(Stored items)
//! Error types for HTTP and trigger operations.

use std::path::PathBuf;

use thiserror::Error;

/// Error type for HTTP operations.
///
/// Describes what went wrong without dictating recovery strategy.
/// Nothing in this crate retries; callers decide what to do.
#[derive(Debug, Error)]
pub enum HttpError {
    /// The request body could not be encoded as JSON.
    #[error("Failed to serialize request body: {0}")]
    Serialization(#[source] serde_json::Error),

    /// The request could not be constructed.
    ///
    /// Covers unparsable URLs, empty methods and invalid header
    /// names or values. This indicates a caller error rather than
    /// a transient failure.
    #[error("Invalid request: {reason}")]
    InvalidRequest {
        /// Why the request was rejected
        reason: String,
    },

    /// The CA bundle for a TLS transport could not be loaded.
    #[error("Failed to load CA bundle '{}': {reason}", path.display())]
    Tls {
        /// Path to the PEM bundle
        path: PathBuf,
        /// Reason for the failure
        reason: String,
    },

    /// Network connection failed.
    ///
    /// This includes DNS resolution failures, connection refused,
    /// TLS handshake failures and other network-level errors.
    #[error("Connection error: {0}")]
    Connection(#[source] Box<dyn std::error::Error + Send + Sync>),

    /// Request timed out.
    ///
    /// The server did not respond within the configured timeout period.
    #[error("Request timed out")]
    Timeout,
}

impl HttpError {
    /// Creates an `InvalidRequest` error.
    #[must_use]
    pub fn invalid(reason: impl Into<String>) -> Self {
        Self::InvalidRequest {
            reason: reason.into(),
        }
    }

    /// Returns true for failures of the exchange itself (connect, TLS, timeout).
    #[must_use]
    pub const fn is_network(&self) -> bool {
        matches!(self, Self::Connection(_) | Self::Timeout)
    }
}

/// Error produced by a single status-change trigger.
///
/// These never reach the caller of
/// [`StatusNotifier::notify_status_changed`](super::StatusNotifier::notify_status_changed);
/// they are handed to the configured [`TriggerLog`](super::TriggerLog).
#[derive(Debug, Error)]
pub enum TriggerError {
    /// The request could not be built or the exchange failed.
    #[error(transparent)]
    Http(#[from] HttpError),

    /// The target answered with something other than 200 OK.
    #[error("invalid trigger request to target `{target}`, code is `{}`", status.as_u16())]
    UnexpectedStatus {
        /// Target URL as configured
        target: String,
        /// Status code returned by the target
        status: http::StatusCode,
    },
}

---

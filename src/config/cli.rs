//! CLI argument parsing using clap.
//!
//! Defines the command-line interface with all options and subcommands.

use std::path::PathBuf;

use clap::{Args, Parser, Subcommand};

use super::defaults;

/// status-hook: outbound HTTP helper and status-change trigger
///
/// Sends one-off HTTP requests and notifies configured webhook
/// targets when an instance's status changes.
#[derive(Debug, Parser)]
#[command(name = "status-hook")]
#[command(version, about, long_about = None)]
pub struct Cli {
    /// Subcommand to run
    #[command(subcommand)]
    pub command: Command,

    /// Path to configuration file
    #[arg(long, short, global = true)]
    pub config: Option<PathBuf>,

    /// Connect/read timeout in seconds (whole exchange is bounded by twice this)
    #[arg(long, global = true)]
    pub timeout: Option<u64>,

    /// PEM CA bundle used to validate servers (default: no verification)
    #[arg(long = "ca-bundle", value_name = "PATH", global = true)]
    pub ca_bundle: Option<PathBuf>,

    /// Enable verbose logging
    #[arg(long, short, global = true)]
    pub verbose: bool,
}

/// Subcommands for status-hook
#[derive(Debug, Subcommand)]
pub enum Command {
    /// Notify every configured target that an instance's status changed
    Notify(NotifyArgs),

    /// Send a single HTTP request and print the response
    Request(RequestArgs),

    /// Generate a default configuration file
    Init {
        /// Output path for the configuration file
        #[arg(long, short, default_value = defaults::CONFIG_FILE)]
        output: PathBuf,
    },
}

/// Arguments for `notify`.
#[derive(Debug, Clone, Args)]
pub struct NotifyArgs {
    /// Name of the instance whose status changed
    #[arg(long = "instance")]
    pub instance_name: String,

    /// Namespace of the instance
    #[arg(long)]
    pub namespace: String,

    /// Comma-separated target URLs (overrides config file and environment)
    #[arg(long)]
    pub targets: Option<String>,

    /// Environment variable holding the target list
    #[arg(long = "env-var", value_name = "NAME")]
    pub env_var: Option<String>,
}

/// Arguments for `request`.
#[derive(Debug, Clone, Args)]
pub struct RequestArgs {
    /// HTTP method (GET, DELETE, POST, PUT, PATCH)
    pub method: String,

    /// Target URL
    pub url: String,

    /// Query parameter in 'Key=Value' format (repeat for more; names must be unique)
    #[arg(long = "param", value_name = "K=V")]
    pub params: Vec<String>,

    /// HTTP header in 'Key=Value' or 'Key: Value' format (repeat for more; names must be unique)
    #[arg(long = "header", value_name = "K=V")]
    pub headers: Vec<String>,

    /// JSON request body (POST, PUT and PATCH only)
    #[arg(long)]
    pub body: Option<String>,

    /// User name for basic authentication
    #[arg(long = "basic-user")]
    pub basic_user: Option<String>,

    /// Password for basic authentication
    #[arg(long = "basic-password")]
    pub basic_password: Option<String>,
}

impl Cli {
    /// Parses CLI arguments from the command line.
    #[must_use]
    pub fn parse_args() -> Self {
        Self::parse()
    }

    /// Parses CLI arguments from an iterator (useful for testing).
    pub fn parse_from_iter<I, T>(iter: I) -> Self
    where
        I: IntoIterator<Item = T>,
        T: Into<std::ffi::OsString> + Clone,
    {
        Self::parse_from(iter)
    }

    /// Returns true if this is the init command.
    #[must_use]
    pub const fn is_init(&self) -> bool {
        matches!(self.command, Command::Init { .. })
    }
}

- What to produce
All lines in the records above that contain "configured" are to be reported.

- Task result
    /// The server did not respond within the configured timeout period.
/// they are handed to the configured [`TriggerLog`](super::TriggerLog).
        /// Target URL as configured
/// Sends one-off HTTP requests and notifies configured webhook
    /// Notify every configured target that an instance's status changed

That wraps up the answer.